ADJUDICATION OFFICER DECISION
Adjudication Reference: ADJ-00052762
Parties:
| Complainant | Respondent |
Parties | Patrick Smith | Baxter Healthcare SA |
Representatives | Ms. Martina Weir, SIPTU | Mr. Shane MacSweeney, MacSweeney & Company Solicitors |
Complaints:
Act | Complaint Reference No. | Date of Receipt |
Complaint seeking adjudication by the Workplace Relations Commission under Section 8 of the Unfair Dismissals Act, 1977 | CA-00064662-001 | 09/07/2024 |
Complaint seeking adjudication by the Workplace Relations Commission under Section 12 of the Minimum Notice & Terms of Employment Act, 1973 | CA-00064662-002 | 09/07/2024 |
Date of Adjudication Hearing: 20/10/2025
Workplace Relations Commission Adjudication Officer: Brian Dolan
Procedure:
In accordance with Section 41 of the Workplace Relations Act, 2015 and Section 8 of the Unfair Dismissals Acts, 1977 - 2015, following the referral of the complaints to me by the Director General, I inquired into the complaints and gave the parties an opportunity to be heard by me and to present to me any evidence relevant to the complaints.
Background:
The Complainant commenced employment on 1st March 2008. At all relevant times the Complainant’s role was described as “Production Team Leader”. The Complainant was a permanent, full-time member of staff, in receipt of an average weekly payment of €1,003.00. The Complainant’s employment was terminated by the Respondent, on the grounds of alleged gross misconduct, on 21st February 2024.
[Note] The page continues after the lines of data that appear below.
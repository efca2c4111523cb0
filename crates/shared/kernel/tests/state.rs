#![cfg(feature = "server")]

use axum::body::{Body, to_bytes};
use axum::http::{Request, StatusCode};
use spore_kernel::domain::config::{ApiConfig, TrainingConfig};
use spore_kernel::domain::registry::{FeatureSlice, InitializedSlice};
use spore_kernel::server::router::system_router;
use spore_kernel::server::{ApiState, ModelSlot};
use spore_ml::ModelTrainer;
use std::any::Any;
use std::sync::Arc;
use tower::ServiceExt;

const CSV: &str = "class,cap-diameter,cap-shape,cap-surface,cap-color,does-bruise-or-bleed,gill-attachment,gill-color,stem-height,stem-width,stem-color,has-ring,ring-type,habitat,season
p,15.2,x,g,o,f,e,w,16.9,17.0,w,t,g,d,w
e,3.1,f,s,n,t,a,n,4.0,5.2,n,f,f,g,s
p,14.8,x,g,o,f,e,w,15.9,16.5,w,t,g,d,w
e,2.9,f,s,n,t,a,n,3.8,5.0,n,f,f,g,s
";

#[derive(Debug)]
struct Probe;

impl FeatureSlice for Probe {
    fn as_any(&self) -> &dyn Any {
        self
    }
}

fn artifact() -> spore_ml::TrainedArtifact {
    let config = TrainingConfig { n_trees: 3, min_samples_split: 2, ..TrainingConfig::default() };
    ModelTrainer::new(config).fit_csv(CSV.as_bytes()).unwrap()
}

#[test]
fn build_requires_config() {
    assert!(ApiState::builder().build().is_err());
}

#[test]
fn slices_are_found_by_type() {
    let state = ApiState::builder()
        .config(ApiConfig::default())
        .register_slice(InitializedSlice::new(Probe))
        .build()
        .unwrap();

    assert!(state.get_slice::<Probe>().is_some());
    assert_eq!(state.slice_names().count(), 1);
}

#[test]
fn model_slot_is_shared_between_clones() {
    let slot = ModelSlot::default();
    let state = ApiState::builder().config(ApiConfig::default()).model(slot.clone()).build().unwrap();
    assert!(!state.model.is_loaded());

    let first = Arc::new(artifact());
    assert!(slot.install(Arc::clone(&first)).is_none());
    assert!(state.model.is_loaded());

    let replaced = slot.install(Arc::new(artifact())).unwrap();
    assert!(Arc::ptr_eq(&replaced, &first));
}

#[tokio::test]
async fn health_reports_model_presence() {
    let slot = ModelSlot::default();
    let state = ApiState::builder().config(ApiConfig::default()).model(slot.clone()).build().unwrap();
    let (router, _) = system_router().with_state(state).split_for_parts();

    let request = || Request::get("/health").body(Body::empty()).unwrap();

    let response = router.clone().oneshot(request()).await.unwrap();
    assert_eq!(response.status(), StatusCode::OK);
    let body: serde_json::Value =
        serde_json::from_slice(&to_bytes(response.into_body(), 1 << 16).await.unwrap()).unwrap();
    assert_eq!(body["status"], "up");
    assert_eq!(body["model_loaded"], false);

    slot.install(Arc::new(artifact()));
    let response = router.oneshot(request()).await.unwrap();
    let body: serde_json::Value =
        serde_json::from_slice(&to_bytes(response.into_body(), 1 << 16).await.unwrap()).unwrap();
    assert_eq!(body["model_loaded"], true);
}
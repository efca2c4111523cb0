use super::ApiState;
use axum::extract::State;
use axum::http::header;
use axum::{Json, response::IntoResponse};
use spore_derive::{api_handler, api_model};
use spore_domain::constants::SYSTEM_TAG;
use std::sync::LazyLock;
use std::time::Instant;

#[api_model]
/// Health check response
pub struct HealthResponse {
    /// Status
    pub status: &'static str,
    /// Version
    pub version: &'static str,
    /// Uptime in seconds
    pub uptime: u64,
    /// Whether a trained model is being served
    pub model_loaded: bool,
}

static START_TIME: LazyLock<Instant> = LazyLock::new(Instant::now);

#[api_handler(
    get,
    path = "/health",
    responses((status = OK, description = "Healthcheck endpoint", body = HealthResponse)),
    tag = SYSTEM_TAG,
)]
pub(super) async fn health_handler(State(state): State<ApiState>) -> impl IntoResponse {
    let body = HealthResponse {
        status: "up",
        version: env!("CARGO_PKG_VERSION"),
        uptime: START_TIME.elapsed().as_secs(),
        model_loaded: state.model.is_loaded(),
    };

    (
        [
            (header::CACHE_CONTROL, "no-store, no-cache, must-revalidate"),
            (header::PRAGMA, "no-cache"),
        ],
        Json(body),
    )
}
On 9th July 2024, the Complainant referred the present complaints to the Commission. Herein, he alleged that his dismissal was procedurally and substantively unfair. In particular, the Complainant alleged that the investigation process undertaken by the Respondent did not respect his natural and contractual rights. The Complainant further submitted that the sanction of dismissal was disproportionate in the circumstances. By response, the Respondent submitted that the Complainant was dismissed following adherence to a comprehensive internal procedure, during which the his rights were fully observed. They further submitted that given the nature of the admitted wrongdoing on the part of the Complainant, dismissal was the only appropriate sanction in the circumstances.
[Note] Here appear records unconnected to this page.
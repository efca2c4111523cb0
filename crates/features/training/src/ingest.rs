//! Turns an uploaded file into the bytes of one CSV table.

use crate::error::{TrainingError, TrainingErrorExt};
use bytes::Bytes;
use std::io::{Cursor, Read};
use std::path::Path;
use tracing::debug;

/// Upload formats accepted by `/fit/`.
#[derive(Debug, Clone, Copy, PartialEq, Eq)]
pub enum UploadKind {
    Csv,
    Zip,
}

impl UploadKind {
    /// Classifies an upload by its (case-insensitive) extension.
    ///
    /// # Errors
    /// Returns [`TrainingError::UnsupportedExtension`] for anything but `.csv` and `.zip`.
    pub fn from_file_name(name: &str) -> Result<Self, TrainingError> {
        let extension = Path::new(name)
            .extension()
            .and_then(|ext| ext.to_str())
            .map(str::to_ascii_lowercase);

        match extension.as_deref() {
            Some("csv") => Ok(Self::Csv),
            Some("zip") => Ok(Self::Zip),
            _ => Err(TrainingError::UnsupportedExtension {
                message: format!("'{name}', only .csv or .zip containing a .csv are accepted").into(),
                context: None,
            }),
        }
    }
}

/// Returns the CSV table carried by an upload.
///
/// A CSV passes through untouched. For a ZIP the first entry (in archive
/// order) whose name ends in `.csv`, ignoring case, is decompressed;
/// `Ok(None)` when there is none.
///
/// # Errors
/// Returns [`TrainingError::Zip`] / [`TrainingError::Io`] for unreadable archives.
pub fn extract_table(kind: UploadKind, bytes: Bytes) -> Result<Option<Bytes>, TrainingError> {
    match kind {
        UploadKind::Csv => Ok(Some(bytes)),
        UploadKind::Zip => {
            let mut archive = zip::ZipArchive::new(Cursor::new(bytes)).context("Opening archive")?;
            for index in 0..archive.len() {
                let mut entry = archive.by_index(index).context("Reading archive entry")?;
                if !entry.is_file() || !entry.name().to_ascii_lowercase().ends_with(".csv") {
                    continue;
                }

                let mut table = Vec::new();
                entry.read_to_end(&mut table).context(format!("Decompressing '{}'", entry.name()))?;
                debug!(entry = entry.name(), bytes = table.len(), "Extracted CSV from archive");
                return Ok(Some(Bytes::from(table)));
            }
            Ok(None)
        },
    }
}

#[cfg(test)]
mod tests {
    use super::*;

    #[test]
    fn kinds_follow_the_extension() {
        assert_eq!(UploadKind::from_file_name("train.csv").unwrap(), UploadKind::Csv);
        assert_eq!(UploadKind::from_file_name("TRAIN.ZIP").unwrap(), UploadKind::Zip);
        assert_eq!(UploadKind::from_file_name("a.b.data.zip").unwrap(), UploadKind::Zip);
        assert!(matches!(
            UploadKind::from_file_name("train.xlsx"),
            Err(TrainingError::UnsupportedExtension { .. })
        ));
        assert!(UploadKind::from_file_name("csv").is_err());
    }

    #[test]
    fn csv_passes_through() {
        let bytes = Bytes::from_static(b"a,b\n1,2\n");
        assert_eq!(extract_table(UploadKind::Csv, bytes.clone()).unwrap(), Some(bytes));
    }

    #[test]
    fn garbage_is_not_an_archive() {
        let result = extract_table(UploadKind::Zip, Bytes::from_static(b"not a zip"));
        assert!(matches!(result, Err(TrainingError::Zip { .. })));
    }
}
A hearing in relation to this matter was convened for, and finalised on, 20th October 2025. This hearing was conducted by way of remote hearing pursuant to the Civil Law and Criminal Law (Miscellaneous Provisions) Act 2020 and SI 359/20206, which designates the WRC as a body empowered to hold remote hearings. No technical issues were experienced during the hearing.
Both parties issued extensive submissions in advance of the hearing. Said submissions were expanded upon and contested in the course of the hearing. In circumstances whereby the factual matrix regarding the dismissal itself was not in material dispute, and the Complainant’s case related to a series of net procedural points, neither party elected to call witness evidence, and the matter was dealt with by way of submission only.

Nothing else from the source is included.